Elle a commencé à fonctionner commercialement en 1985 et dispose de 1.092,02 MW, la plus grande puissance individuelle des sept réacteurs en fonctionnement. Son calendrier fixe la fin d'exploitation pour le 30 novembre 2030.

Ascó II : octobre 2031

La deuxième unité d'Ascó a commencé son activité commerciale en 1986.

Avec une puissance de 1.027,21 MW, sa date prévue de fin d'exploitation est située en octobre 2031.

Sa sortie laisserait alors uniquement deux réacteurs dans le calendrier prévu : Vandellós II et Trillo.

Vandellós II et Trillo fermeraient en 2035

Les derniers réacteurs du calendrier nucléaire espagnol actuel sont également deux de ceux qui ont commencé à fonctionner plus tard.

Vandellós II, à Tarragona, est entré en exploitation commerciale en 1988 et dispose de 1.087,14 MW. Sa fermeture est prévue pour février 2035.

Trillo, à Guadalajara, a également commencé en 1988 et compte 1.066 MW. Le calendrier prévoit sa fermeture en mai 2035, ce qui en ferait la dernière centrale nucléaire à quitter le système si aucune nouvelle modification n'est apportée.

Réacteur Province Puissance Fermeture prévue
Almaraz I Cáceres 1.049,40 MW 8 juin 2030
Almaraz II Cáceres 1.044,50 MW 8 juin 2030
Ascó I Tarragona 1.032,50 MW Octobre 2030
Cofrentes Valence 1.092,02 MW 30 novembre 2030
Ascó II Tarragona 1.027,21 MW Octobre 2031
Vandellós II Tarragona 1.087,14 MW Février 2035
Trillo Guadalajara 1.066,00 MW Mai 2035

Cinq centrales ne sont pas sept installations distinctes

La différence entre centrales et réacteurs explique une confusion habituelle.

Espagne a cinq centrales en exploitation et sept réacteurs.
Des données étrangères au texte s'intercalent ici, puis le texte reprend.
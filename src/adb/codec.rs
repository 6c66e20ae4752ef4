// ADB wire framing: 24-byte little-endian header plus payload.
// Decoding reports InsufficientData until a whole frame is buffered.

use thiserror::Error;
use tokio::io::{AsyncRead, AsyncReadExt, AsyncWrite, AsyncWriteExt};

const fn tag(name: &[u8; 4]) -> u32 {
    u32::from_le_bytes(*name)
}

pub const A_CNXN: u32 = tag(b"CNXN");
pub const A_OPEN: u32 = tag(b"OPEN");
pub const A_OKAY: u32 = tag(b"OKAY");
pub const A_CLSE: u32 = tag(b"CLSE");
pub const A_WRTE: u32 = tag(b"WRTE");
pub const A_AUTH: u32 = tag(b"AUTH");

pub const KNOWN_COMMANDS: [u32; 6] = [A_CNXN, A_OPEN, A_OKAY, A_CLSE, A_WRTE, A_AUTH];

pub const HEADER_SIZE: usize = 24;
pub const A_VERSION: u32 = 0x0100_0000;
pub const MAX_PAYLOAD: u32 = 4096;
pub const HOST_BANNER: &str = "host::features=shell_v2,cmd,stat_v2\0";
// Upper bound accepted from a peer; devices may advertise up to 1 MiB
const MAX_ACCEPTED_PAYLOAD: u32 = 1024 * 1024;

#[derive(Debug, Clone, PartialEq, Eq, Error)]
pub enum CodecError {
    #[error("need {needed} bytes, have {available}")]
    InsufficientData { needed: usize, available: usize },

    #[error("magic 0x{magic:08x} does not match command 0x{command:08x}")]
    InvalidMagic { command: u32, magic: u32 },

    #[error("payload checksum mismatch: header 0x{expected:08x}, computed 0x{actual:08x}")]
    ChecksumMismatch { expected: u32, actual: u32 },

    #[error("payload of {length} bytes exceeds limit of {limit}")]
    PayloadTooLarge { length: u32, limit: u32 },

    #[error("unexpected {received} frame while {state}")]
    UnexpectedFrame { received: String, state: String },
}

/// Wrapping sum of the payload bytes.
pub fn checksum(payload: &[u8]) -> u32 {
    payload
        .iter()
        .fold(0u32, |acc, &b| acc.wrapping_add(u32::from(b)))
}

pub fn command_name(command: u32) -> String {
    let bytes = command.to_le_bytes();
    if bytes.iter().all(|b| b.is_ascii_uppercase()) {
        String::from_utf8_lossy(&bytes).into_owned()
    } else {
        format!("0x{command:08x}")
    }
}

#[derive(Debug, Clone, PartialEq, Eq)]
pub struct AdbFrame {
    pub command: u32,
    pub arg0: u32,
    pub arg1: u32,
    pub payload_length: u32,
    pub checksum: u32,
    pub magic: u32,
    pub payload: Vec<u8>,
}

impl AdbFrame {
    pub fn new(command: u32, arg0: u32, arg1: u32, payload: impl Into<Vec<u8>>) -> Self {
        let payload = payload.into();
        Self {
            command,
            arg0,
            arg1,
            payload_length: payload.len() as u32,
            checksum: checksum(&payload),
            magic: command ^ 0xFFFF_FFFF,
            payload,
        }
    }

    /// CNXN frame sent by the host to start the handshake.
    pub fn connect() -> Self {
        Self::new(A_CNXN, A_VERSION, MAX_PAYLOAD, HOST_BANNER.as_bytes())
    }

    /// OPEN frame for a `shell:` service on a new local stream.
    pub fn open_shell(local_id: u32, command: &str) -> Self {
        Self::open(local_id, &format!("shell:{command}"))
    }

    pub fn open(local_id: u32, service: &str) -> Self {
        let mut payload = service.as_bytes().to_vec();
        payload.push(0);
        Self::new(A_OPEN, local_id, 0, payload)
    }

    pub fn okay(local_id: u32, remote_id: u32) -> Self {
        Self::new(A_OKAY, local_id, remote_id, Vec::new())
    }

    pub fn name(&self) -> String {
        command_name(self.command)
    }

    /// Payload as text with any trailing NUL terminators removed.
    pub fn payload_text(&self) -> String {
        String::from_utf8_lossy(&self.payload)
            .trim_end_matches('\0')
            .to_string()
    }

    pub fn encode(&self) -> Vec<u8> {
        let mut buffer = Vec::with_capacity(HEADER_SIZE + self.payload.len());
        for field in [
            self.command,
            self.arg0,
            self.arg1,
            self.payload_length,
            self.checksum,
            self.magic,
        ] {
            buffer.extend_from_slice(&field.to_le_bytes());
        }
        buffer.extend_from_slice(&self.payload);
        buffer
    }

    /// Decode one frame from the front of `data`, returning it together with
    /// the number of bytes consumed.
    pub fn decode(data: &[u8]) -> Result<(Self, usize), CodecError> {
        let header = Header::parse(data)?;
        let total = HEADER_SIZE + header.payload_length as usize;
        if data.len() < total {
            return Err(CodecError::InsufficientData {
                needed: total,
                available: data.len(),
            });
        }
        let frame = header.with_payload(data[HEADER_SIZE..total].to_vec())?;
        Ok((frame, total))
    }
}

struct Header {
    command: u32,
    arg0: u32,
    arg1: u32,
    payload_length: u32,
    checksum: u32,
    magic: u32,
}

impl Header {
    fn parse(data: &[u8]) -> Result<Self, CodecError> {
        if data.len() < HEADER_SIZE {
            return Err(CodecError::InsufficientData {
                needed: HEADER_SIZE,
                available: data.len(),
            });
        }
        let word = |i: usize| u32::from_le_bytes([data[i], data[i + 1], data[i + 2], data[i + 3]]);
        let header = Header {
            command: word(0),
            arg0: word(4),
            arg1: word(8),
            payload_length: word(12),
            checksum: word(16),
            magic: word(20),
        };
        if header.magic != header.command ^ 0xFFFF_FFFF {
            return Err(CodecError::InvalidMagic {
                command: header.command,
                magic: header.magic,
            });
        }
        if header.payload_length > MAX_ACCEPTED_PAYLOAD {
            return Err(CodecError::PayloadTooLarge {
                length: header.payload_length,
                limit: MAX_ACCEPTED_PAYLOAD,
            });
        }
        Ok(header)
    }

    fn with_payload(self, payload: Vec<u8>) -> Result<AdbFrame, CodecError> {
        // Newer adbd sends a zero checksum once the peer advertises version >= 0x01000001
        let actual = checksum(&payload);
        if self.checksum != 0 && self.checksum != actual {
            return Err(CodecError::ChecksumMismatch {
                expected: self.checksum,
                actual,
            });
        }
        Ok(AdbFrame {
            command: self.command,
            arg0: self.arg0,
            arg1: self.arg1,
            payload_length: self.payload_length,
            checksum: self.checksum,
            magic: self.magic,
            payload,
        })
    }
}

/// Read exactly one frame from an async byte stream.
pub async fn read_frame<R>(reader: &mut R) -> std::io::Result<Result<AdbFrame, CodecError>>
where
    R: AsyncRead + Unpin,
{
    let mut header_bytes = [0u8; HEADER_SIZE];
    reader.read_exact(&mut header_bytes).await?;
    let header = match Header::parse(&header_bytes) {
        Ok(header) => header,
        Err(e) => return Ok(Err(e)),
    };
    let mut payload = vec![0u8; header.payload_length as usize];
    reader.read_exact(&mut payload).await?;
    Ok(header.with_payload(payload))
}

pub async fn write_frame<W>(writer: &mut W, frame: &AdbFrame) -> std::io::Result<()>
where
    W: AsyncWrite + Unpin,
{
    writer.write_all(&frame.encode()).await?;
    writer.flush().await
}

/// Host side of the CNXN exchange.
#[derive(Debug, Clone, PartialEq, Eq, Default)]
pub enum HandshakeState {
    #[default]
    Idle,
    AwaitingBanner,
    Established {
        banner: String,
        max_payload: u32,
        auth_requested: bool,
    },
}

impl HandshakeState {
    /// Produce the CNXN frame and move to `AwaitingBanner`.
    pub fn start(&mut self) -> AdbFrame {
        *self = HandshakeState::AwaitingBanner;
        AdbFrame::connect()
    }

    /// Any frame completes the handshake. An AUTH challenge is recorded but
    /// not answered; devices that require key authorization will refuse
    /// later stream opens.
    pub fn on_frame(&mut self, frame: &AdbFrame) -> Result<(), CodecError> {
        if *self != HandshakeState::AwaitingBanner {
            return Err(CodecError::UnexpectedFrame {
                received: frame.name(),
                state: format!("{self:?}"),
            });
        }
        let auth_requested = frame.command == A_AUTH;
        let (banner, max_payload) = if frame.command == A_CNXN {
            (frame.payload_text(), frame.arg1.min(MAX_ACCEPTED_PAYLOAD))
        } else {
            (String::new(), MAX_PAYLOAD)
        };
        *self = HandshakeState::Established {
            banner,
            max_payload,
            auth_requested,
        };
        Ok(())
    }

    pub fn is_established(&self) -> bool {
        matches!(self, HandshakeState::Established { .. })
    }
}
Almaraz et Ascó possèdent deux unités indépendantes chacune, tandis que Cofrentes, Vandellós II et Trillo comptent un réacteur.

Il y a trois autres centrales espagnoles qui ont déjà cessé de produire de l'électricité et se trouvent à différentes phases de démantèlement : José Cabrera, Santa María de Garoña et Vandellós I.

Le prolongement d'Almaraz a éliminé, pour l'instant, le début de la fermeture prévue pour 2027, mais n'a pas déplacé la fin du calendrier. L'ordre ministériel lui-même établit que l'extension ne modifie pas la prévision selon laquelle tout le parc nucléaire aura cessé son exploitation en 2035.